Tuttavia, Netanyahu vuole compiere un ulteriore passo avanti (o indietro, dipende dai punti di vista): gli oggetti del provvedimento non sarebbero gli esecutori materiali dell’attacco, ma i loro familiari, su cui non pesa alcuna accusa. Se il sistema giudiziario dovesse consentirlo, e in genere si piega a ogni capriccio dei servizi di sicurezza, tutti i familiari di chi ha arrecato danno a Israele, compresi gli anziani, le donne e i bambini, sarebbero cacciati dalle loro case ed esiliati a Gaza.
Una simile deportazione viola palesemente i principi basilari di una legge equa, i fondamenti stessi del diritto naturale. Persone innocenti sarebbero sradicate dalle loro case, dalle loro comunità, dalle loro attività produttive e dai loro affetti, e trasformate in rifugiati per la seconda o terza volta nella storia delle loro famiglie.
Inoltre, questo provvedimento sarebbe praticamente inutile nella lotta al terrorismo. Si aggiungerebbe alle tante azioni eclatanti destinate a fare colpo sull’opinione pubblica interna: servirebbe solo a dimostrare a un popolo affamato di vendetta che il governo è pronto ad accontentarlo. L’azione potrebbe essere reiterata a più riprese, senza limiti.
Tra l’altro, c’è un altro particolare che merita la nostra attenzione: in questo modo, Israele ammetterebbe per la prima volta in via ufficialeche Gaza è una prigione, la più grande del mondo. Spedire le famiglie degli aggressori a Gaza è una forma punitiva, e la scelta di farne una colonia penale di Israele, una sorta di “Isola del Diavolo”, significa ammettere che Gaza è concepita come un campo di prigionia, un’immensa gabbia a cielo aperto. Israele, dichiarando la fine dell’occupazione su Gaza, dimostra in realtà che una prigione resta tale, e che i carcerieri hanno semplicemente preferito controllarla dall’esterno.
Il piccolo Khaki Harub adesso cammina sconvolto tra le macerie della sua casa di Dura, nelle colline a sud di Hebron. Quando gli ho fatto visita, suo padre gli ha dato uno shekel per comprare delle caramelle, come se questo potesse bastare per fargli dimenticare la rabbia e la frustrazione.

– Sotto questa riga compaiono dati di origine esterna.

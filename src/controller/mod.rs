//! Controllers for the freeze-operator policy kinds.
//!
//! One reconciler per kind keeps each policy's observed state current and
//! re-queues at the next state transition. The CronJob suspension driver is
//! shared by the two deny-producing kinds.

pub mod change_freeze;
pub mod context;
pub mod cronjobs;
pub mod error;
pub mod freeze_exception;
pub mod maintenance_window;

pub use context::Context;
pub use error::Error;

use std::time::Duration;

/// Condition types written on every policy kind.
pub(crate) const CONDITION_READY: &str = "Ready";
pub(crate) const CONDITION_ACTIVE: &str = "Active";

/// Condition/event reasons.
pub(crate) const REASON_EVALUATED: &str = "Evaluated";
pub(crate) const REASON_EVALUATION_FAILED: &str = "EvaluationFailed";
pub(crate) const REASON_ACTIVATED: &str = "Activated";
pub(crate) const REASON_DEACTIVATED: &str = "Deactivated";
pub(crate) const REASON_CRONJOBS_UPDATED: &str = "CronJobsUpdated";
pub(crate) const REASON_CRONJOB_UPDATE_FAILED: &str = "CronJobUpdateFailed";

/// Coarse requeue once a policy's interval has fully elapsed.
pub(crate) const DEFAULT_REQUEUE: Duration = Duration::from_secs(600);

/// Slack added to boundary requeues to land strictly past the transition.
pub(crate) const REQUEUE_SLACK: Duration = Duration::from_secs(1);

Se dipendesse da Benjamin Netanyahu, Israele non dovrebbe limitarsi a distruggere l’abitazione del piccolo Khaki: il bambino sarebbe mandato a Gaza, in una città sotto totale assedio, senza energia elettrica, senza acqua potabile, che tra quattro anni potrebbe essere del tutto invivibile. Il nome “Gaza”, in ebraico, ha una radice comune con “Azazel”, il luogo in cui, secondo la tradizione biblica, un capro espiatorio fu sacrificato e gettato da una montagna.